** Task prompt **
Every line of the records that holds the word "String" should be copied out.

Items listed in a dataset
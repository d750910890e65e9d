//! Per-node impact records, aggregates and ranking.

use std::cmp::Ordering;
use std::collections::BTreeMap;

use serde::{Deserialize, Serialize};
use wn_core::units::m_to_bar;

use crate::classify::{classify, ServiceTier, Thresholds};
use crate::diff::ScenarioDiff;

/// One row of the tabular report. All pressures derive from the clean
/// snapshots; undefined values stay `None` end to end.
#[derive(Debug, Clone, PartialEq, Serialize, Deserialize)]
pub struct NodeImpactRecord {
    pub node_id: String,
    pub pressure_base_m: Option<f64>,
    pub pressure_closed_m: Option<f64>,
    pub drop_m: Option<f64>,
    pub pressure_base_bar: Option<f64>,
    pub pressure_closed_bar: Option<f64>,
    pub drop_bar: Option<f64>,
    pub status: ServiceTier,
    pub x: Option<f64>,
    pub y: Option<f64>,
}

/// Aggregate view of one analysis. Derived per request, never persisted.
#[derive(Debug, Clone, PartialEq, Serialize, Deserialize)]
pub struct ImpactSummary {
    pub requested_time_s: u32,
    pub used_time_s: u32,
    /// True when the evaluation instant was substituted; `used_time_s`
    /// then differs from `requested_time_s`.
    pub time_fallback: bool,
    pub pipe_closed: Option<String>,
    /// Means over nodes with a defined value for the respective field.
    pub mean_base_m: Option<f64>,
    pub mean_closed_m: Option<f64>,
    pub mean_drop_m: Option<f64>,
    /// Hardest-hit nodes, largest drop first.
    pub top: Vec<NodeImpactRecord>,
    /// Every node, in the same ranking order.
    pub all_nodes: Vec<NodeImpactRecord>,
}

/// Assemble the per-node record set, aggregates and top-N ranking.
///
/// The tier is judged on the closed-scenario pressure: it reflects the
/// service a consumer gets after the closure, not how far pressure fell.
/// `top_n` larger than the node count simply returns every node.
pub fn build_report(
    diff: &ScenarioDiff,
    thresholds: &Thresholds,
    top_n: usize,
    coords: &BTreeMap<String, (f64, f64)>,
) -> ImpactSummary {
    let mut all_nodes: Vec<NodeImpactRecord> = diff
        .nodes
        .iter()
        .map(|(id, d)| {
            let closed_bar = d.closed_m.map(m_to_bar);
            let (x, y) = match coords.get(id) {
                Some(&(x, y)) => (Some(x), Some(y)),
                None => (None, None),
            };
            NodeImpactRecord {
                node_id: id.clone(),
                pressure_base_m: d.base_m,
                pressure_closed_m: d.closed_m,
                drop_m: d.drop_m,
                pressure_base_bar: d.base_m.map(m_to_bar),
                pressure_closed_bar: closed_bar,
                drop_bar: d.drop_m.map(m_to_bar),
                status: classify(closed_bar, thresholds),
                x,
                y,
            }
        })
        .collect();

    all_nodes.sort_by(rank_order);

    let top: Vec<NodeImpactRecord> = all_nodes.iter().take(top_n).cloned().collect();
    let mean_base_m = mean(all_nodes.iter().filter_map(|r| r.pressure_base_m));
    let mean_closed_m = mean(all_nodes.iter().filter_map(|r| r.pressure_closed_m));
    let mean_drop_m = mean(all_nodes.iter().filter_map(|r| r.drop_m));

    ImpactSummary {
        requested_time_s: diff.requested_time_s,
        used_time_s: diff.used_time_s,
        time_fallback: diff.time_fallback,
        pipe_closed: diff.pipe_closed.clone(),
        mean_base_m,
        mean_closed_m,
        mean_drop_m,
        top,
        all_nodes,
    }
}

/// Largest drop first; undefined drops rank last; ties break on node id so
/// the ordering is reproducible.
fn rank_order(a: &NodeImpactRecord, b: &NodeImpactRecord) -> Ordering {
    let da = a.drop_m.unwrap_or(f64::NEG_INFINITY);
    let db = b.drop_m.unwrap_or(f64::NEG_INFINITY);
    db.partial_cmp(&da)
        .unwrap_or(Ordering::Equal)
        .then_with(|| a.node_id.cmp(&b.node_id))
}

fn mean(values: impl Iterator<Item = f64>) -> Option<f64> {
    let mut sum = 0.0;
    let mut n = 0usize;
    for v in values {
        sum += v;
        n += 1;
    }
    (n > 0).then(|| sum / n as f64)
}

** Response box **
    pub node_id: String,
    pub pipe_closed: Option<String>,
    coords: &BTreeMap<String, (f64, f64)>,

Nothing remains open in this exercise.